Segment Start: LISTED RECORDS

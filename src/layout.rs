//! Byte layout of a field tree.
//!
//! Two sizes are computed:
//!
//! - **Plain size** ([`plain_size`]): every field takes its natural byte size,
//!   booleans included (one byte each).
//! - **Packed size** ([`packed_size`]): the PLC data-block layout. Inside a struct,
//!   each run of consecutive `BOOL` fields is packed into bits and takes
//!   `ceil(n / 8) + 1` bytes; the run ends at the next non-boolean field or at the
//!   end of the struct. Nested structs pack their own runs before their total is
//!   added to the parent. Strings, arrays and scalars use their plain size.
//!
//! | Field | plain | packed |
//! |-------|-------|--------|
//! | scalar | `byte_size` | `byte_size` |
//! | `STRING[n]` | `2 + n` | `2 + n` |
//! | `ARRAY[a..b] OF T` | `byte_size(T) * count` | same |
//! | struct | sum of children | boolean runs packed |

use crate::field::{Field, StructField, UdtType};

/// Natural byte size of `field`.
pub fn plain_size(field: &Field) -> usize {
    match field {
        Field::Primitive(p) => p.ty().byte_size(),
        // both bounded by MAX_FIELD_BYTES at construction
        Field::String(s) => 2 + s.max_length(),
        Field::Array(a) => a.element_type().byte_size() * a.count(),
        Field::Struct(s) => plain_size_of(s.fields()),
    }
}

/// Packed byte size of `field`; only structs differ from [`plain_size`].
pub fn packed_size(field: &Field) -> usize {
    match field {
        Field::Struct(s) => packed_size_of(s.fields()),
        other => plain_size(other),
    }
}

/// Plain size of a sequence of sibling fields.
pub fn plain_size_of(fields: &[Field]) -> usize {
    fields
        .iter()
        .fold(0usize, |total, field| total.saturating_add(plain_size(field)))
}

/// Packed size of a sequence of sibling fields laid out as one struct body.
pub fn packed_size_of(fields: &[Field]) -> usize {
    let mut run = BoolRun::default();
    let mut total = 0usize;
    for field in fields {
        if field.is_bool() {
            run.pending += 1;
            continue;
        }
        total = total
            .saturating_add(run.flush())
            .saturating_add(packed_size(field));
    }
    total.saturating_add(run.flush())
}

/// Consecutive booleans waiting to be packed.
#[derive(Default)]
struct BoolRun {
    pending: usize,
}

impl BoolRun {
    /// Bytes taken by the pending run (one per 8 booleans plus one), then reset.
    fn flush(&mut self) -> usize {
        if self.pending == 0 {
            return 0;
        }
        let bytes = self.pending.div_ceil(8) + 1;
        self.pending = 0;
        bytes
    }
}

impl Field {
    pub fn plain_size(&self) -> usize {
        plain_size(self)
    }

    pub fn packed_size(&self) -> usize {
        packed_size(self)
    }
}

impl StructField {
    pub fn plain_size(&self) -> usize {
        plain_size_of(self.fields())
    }

    pub fn packed_size(&self) -> usize {
        packed_size_of(self.fields())
    }
}

impl UdtType {
    pub fn plain_size(&self) -> usize {
        plain_size_of(self.fields())
    }

    pub fn packed_size(&self) -> usize {
        packed_size_of(self.fields())
    }
}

Segment End: LISTED RECORDS

▶ **EXERCISE INSTRUCTIONS**
Pull every line with the word "StructField" from the data.

▶ **RESPONSE BOX**
use crate::field::{Field, StructField, UdtType};
impl StructField {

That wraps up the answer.